Stored data

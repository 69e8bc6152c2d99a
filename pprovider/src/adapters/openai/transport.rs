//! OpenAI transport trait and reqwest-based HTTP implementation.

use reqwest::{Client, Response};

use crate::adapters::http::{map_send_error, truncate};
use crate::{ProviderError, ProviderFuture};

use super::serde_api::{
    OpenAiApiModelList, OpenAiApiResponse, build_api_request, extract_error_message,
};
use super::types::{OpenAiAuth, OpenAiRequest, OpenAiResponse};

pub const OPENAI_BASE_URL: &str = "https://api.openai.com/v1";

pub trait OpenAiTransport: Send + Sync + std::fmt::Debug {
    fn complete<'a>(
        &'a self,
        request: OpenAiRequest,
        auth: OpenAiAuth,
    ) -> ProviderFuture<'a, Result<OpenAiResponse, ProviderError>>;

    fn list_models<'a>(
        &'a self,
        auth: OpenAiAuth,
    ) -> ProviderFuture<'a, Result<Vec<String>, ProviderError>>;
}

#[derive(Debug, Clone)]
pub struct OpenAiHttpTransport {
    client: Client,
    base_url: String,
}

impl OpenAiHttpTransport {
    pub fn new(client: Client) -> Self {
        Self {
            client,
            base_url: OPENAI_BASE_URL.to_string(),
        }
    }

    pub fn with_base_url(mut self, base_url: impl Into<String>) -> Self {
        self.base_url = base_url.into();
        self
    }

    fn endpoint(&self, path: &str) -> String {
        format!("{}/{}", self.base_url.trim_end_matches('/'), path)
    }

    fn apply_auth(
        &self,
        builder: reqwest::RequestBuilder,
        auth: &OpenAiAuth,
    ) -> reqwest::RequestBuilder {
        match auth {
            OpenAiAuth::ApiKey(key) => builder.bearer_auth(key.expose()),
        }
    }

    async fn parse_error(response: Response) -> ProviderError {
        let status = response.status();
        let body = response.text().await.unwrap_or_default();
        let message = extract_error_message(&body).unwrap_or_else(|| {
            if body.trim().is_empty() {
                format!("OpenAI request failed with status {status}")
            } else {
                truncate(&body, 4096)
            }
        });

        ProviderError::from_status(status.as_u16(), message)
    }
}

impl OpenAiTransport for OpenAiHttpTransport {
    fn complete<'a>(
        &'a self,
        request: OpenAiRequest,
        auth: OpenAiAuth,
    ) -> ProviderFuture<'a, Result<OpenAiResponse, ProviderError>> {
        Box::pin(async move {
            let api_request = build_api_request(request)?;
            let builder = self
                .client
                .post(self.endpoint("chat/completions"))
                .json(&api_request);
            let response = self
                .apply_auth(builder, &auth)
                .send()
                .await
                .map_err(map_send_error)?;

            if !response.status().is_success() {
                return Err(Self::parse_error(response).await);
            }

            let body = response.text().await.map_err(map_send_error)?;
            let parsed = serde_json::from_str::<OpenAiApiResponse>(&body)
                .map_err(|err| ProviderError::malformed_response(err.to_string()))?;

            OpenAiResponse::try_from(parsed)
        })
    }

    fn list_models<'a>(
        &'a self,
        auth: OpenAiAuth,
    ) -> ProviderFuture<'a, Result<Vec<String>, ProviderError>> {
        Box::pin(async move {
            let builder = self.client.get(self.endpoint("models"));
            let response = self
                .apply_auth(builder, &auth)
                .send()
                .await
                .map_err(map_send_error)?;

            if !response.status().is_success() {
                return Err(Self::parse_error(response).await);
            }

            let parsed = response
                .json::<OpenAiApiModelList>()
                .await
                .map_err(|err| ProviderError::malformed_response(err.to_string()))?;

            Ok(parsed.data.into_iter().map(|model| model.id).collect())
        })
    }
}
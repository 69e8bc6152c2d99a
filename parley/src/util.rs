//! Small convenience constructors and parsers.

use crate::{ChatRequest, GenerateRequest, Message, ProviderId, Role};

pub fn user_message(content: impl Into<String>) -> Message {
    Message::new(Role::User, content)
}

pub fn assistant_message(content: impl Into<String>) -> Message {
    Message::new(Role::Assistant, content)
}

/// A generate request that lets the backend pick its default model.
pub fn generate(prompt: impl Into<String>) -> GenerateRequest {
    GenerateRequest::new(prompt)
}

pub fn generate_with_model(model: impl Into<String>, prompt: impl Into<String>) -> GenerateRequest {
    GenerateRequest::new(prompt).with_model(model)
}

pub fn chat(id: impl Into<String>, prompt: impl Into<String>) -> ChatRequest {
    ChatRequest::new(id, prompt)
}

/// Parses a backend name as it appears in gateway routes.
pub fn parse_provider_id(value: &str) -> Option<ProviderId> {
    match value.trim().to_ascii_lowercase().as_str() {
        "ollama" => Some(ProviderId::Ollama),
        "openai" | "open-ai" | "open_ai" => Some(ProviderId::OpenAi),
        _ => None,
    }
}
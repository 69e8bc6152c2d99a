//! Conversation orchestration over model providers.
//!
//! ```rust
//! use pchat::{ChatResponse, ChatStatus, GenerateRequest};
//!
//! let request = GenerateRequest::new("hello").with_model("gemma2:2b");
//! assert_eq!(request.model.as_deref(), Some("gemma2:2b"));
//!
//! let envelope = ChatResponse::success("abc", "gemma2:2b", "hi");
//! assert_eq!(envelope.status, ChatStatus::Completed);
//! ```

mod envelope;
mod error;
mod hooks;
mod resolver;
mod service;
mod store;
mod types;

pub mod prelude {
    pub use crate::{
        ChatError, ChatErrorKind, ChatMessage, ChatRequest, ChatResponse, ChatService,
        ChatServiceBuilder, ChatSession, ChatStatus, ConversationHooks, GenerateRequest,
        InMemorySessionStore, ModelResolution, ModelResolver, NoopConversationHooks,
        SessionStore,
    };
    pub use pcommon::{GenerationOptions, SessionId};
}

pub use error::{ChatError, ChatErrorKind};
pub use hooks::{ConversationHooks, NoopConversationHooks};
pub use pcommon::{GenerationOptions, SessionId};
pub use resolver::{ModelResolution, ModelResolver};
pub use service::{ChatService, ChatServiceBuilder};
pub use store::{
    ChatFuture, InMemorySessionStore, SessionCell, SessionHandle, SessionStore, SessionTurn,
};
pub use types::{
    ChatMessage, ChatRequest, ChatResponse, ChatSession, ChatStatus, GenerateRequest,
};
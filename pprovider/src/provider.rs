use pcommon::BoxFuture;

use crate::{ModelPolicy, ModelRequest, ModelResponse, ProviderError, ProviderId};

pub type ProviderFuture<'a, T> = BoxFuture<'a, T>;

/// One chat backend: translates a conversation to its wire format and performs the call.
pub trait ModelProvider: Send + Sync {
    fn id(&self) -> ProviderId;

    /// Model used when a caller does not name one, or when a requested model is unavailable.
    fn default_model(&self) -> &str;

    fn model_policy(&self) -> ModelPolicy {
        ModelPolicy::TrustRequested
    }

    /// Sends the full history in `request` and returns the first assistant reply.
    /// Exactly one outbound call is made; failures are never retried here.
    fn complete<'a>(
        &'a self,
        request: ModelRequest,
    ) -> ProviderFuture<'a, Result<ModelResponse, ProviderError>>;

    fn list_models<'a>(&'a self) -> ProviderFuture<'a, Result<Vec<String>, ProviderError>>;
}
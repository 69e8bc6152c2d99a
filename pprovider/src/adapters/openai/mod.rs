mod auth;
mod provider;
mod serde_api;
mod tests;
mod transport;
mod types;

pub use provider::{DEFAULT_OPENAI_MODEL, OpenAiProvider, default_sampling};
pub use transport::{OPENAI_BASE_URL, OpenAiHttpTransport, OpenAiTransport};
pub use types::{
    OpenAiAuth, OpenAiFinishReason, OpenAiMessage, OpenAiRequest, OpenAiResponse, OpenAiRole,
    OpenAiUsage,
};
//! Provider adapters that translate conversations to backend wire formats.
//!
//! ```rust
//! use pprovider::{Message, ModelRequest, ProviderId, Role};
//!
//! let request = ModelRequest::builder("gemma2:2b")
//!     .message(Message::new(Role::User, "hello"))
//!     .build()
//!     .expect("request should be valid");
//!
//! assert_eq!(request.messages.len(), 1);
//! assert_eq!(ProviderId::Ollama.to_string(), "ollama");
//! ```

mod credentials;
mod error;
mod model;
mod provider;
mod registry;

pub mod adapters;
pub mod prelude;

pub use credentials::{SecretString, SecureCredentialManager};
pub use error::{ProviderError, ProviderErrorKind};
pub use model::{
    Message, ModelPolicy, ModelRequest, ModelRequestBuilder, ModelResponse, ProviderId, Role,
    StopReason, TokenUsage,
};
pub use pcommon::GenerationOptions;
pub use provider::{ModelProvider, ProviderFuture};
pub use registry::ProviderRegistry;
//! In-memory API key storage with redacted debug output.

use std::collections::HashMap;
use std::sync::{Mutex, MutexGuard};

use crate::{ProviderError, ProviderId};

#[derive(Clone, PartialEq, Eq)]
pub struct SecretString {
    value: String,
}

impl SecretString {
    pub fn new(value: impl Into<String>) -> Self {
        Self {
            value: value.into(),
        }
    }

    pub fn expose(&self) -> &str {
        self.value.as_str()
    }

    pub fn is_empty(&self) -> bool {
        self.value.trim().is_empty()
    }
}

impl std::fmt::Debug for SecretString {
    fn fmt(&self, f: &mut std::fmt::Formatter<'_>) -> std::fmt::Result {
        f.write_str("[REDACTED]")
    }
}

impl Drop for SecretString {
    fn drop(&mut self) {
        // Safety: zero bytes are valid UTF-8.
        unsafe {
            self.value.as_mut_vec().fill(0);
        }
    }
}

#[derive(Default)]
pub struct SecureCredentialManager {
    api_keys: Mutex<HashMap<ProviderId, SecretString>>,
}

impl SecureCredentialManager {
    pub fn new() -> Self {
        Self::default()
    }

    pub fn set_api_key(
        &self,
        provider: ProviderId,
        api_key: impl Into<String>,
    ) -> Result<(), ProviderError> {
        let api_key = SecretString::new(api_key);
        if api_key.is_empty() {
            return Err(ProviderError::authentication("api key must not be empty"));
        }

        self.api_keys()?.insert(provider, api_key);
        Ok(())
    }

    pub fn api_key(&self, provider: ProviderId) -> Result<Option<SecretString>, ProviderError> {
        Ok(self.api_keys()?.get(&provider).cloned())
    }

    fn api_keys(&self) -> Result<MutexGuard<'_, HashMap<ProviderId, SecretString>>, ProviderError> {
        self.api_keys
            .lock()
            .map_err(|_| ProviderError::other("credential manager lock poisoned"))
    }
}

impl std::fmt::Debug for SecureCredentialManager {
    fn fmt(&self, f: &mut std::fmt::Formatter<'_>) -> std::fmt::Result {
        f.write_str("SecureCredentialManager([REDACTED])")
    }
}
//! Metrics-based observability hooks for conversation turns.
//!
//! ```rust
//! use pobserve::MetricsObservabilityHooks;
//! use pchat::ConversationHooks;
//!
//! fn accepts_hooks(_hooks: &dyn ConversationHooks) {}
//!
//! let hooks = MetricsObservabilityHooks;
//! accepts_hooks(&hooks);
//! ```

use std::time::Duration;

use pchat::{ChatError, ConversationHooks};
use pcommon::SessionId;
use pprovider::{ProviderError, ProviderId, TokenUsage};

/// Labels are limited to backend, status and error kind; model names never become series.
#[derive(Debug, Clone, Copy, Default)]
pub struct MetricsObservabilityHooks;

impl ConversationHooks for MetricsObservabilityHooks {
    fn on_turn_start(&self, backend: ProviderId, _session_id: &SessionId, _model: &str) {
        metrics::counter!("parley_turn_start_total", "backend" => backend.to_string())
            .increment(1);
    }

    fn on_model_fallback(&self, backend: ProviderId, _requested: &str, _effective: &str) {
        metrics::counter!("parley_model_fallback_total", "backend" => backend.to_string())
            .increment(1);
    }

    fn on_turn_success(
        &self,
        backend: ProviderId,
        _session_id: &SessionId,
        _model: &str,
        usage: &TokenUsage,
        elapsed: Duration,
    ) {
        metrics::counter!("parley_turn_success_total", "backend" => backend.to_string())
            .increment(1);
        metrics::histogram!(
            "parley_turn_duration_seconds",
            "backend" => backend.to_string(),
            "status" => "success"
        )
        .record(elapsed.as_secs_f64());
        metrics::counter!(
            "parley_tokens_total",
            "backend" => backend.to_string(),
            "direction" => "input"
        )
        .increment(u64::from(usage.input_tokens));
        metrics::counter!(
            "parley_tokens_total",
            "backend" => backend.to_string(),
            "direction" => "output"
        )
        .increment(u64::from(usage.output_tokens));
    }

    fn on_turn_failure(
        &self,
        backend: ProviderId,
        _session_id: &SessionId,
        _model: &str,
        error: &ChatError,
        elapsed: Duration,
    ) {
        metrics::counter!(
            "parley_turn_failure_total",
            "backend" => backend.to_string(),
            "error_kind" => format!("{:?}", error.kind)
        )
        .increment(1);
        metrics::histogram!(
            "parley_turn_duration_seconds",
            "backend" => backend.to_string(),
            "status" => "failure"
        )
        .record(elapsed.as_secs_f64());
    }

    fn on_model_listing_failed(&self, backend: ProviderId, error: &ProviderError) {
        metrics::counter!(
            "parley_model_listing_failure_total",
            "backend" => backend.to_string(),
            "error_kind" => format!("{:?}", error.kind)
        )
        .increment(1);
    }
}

Work required: Working through the records, copy each line in which the word "text" appears.

Result:
        let body = response.text().await.unwrap_or_default();
            let body = response.text().await.map_err(map_send_error)?;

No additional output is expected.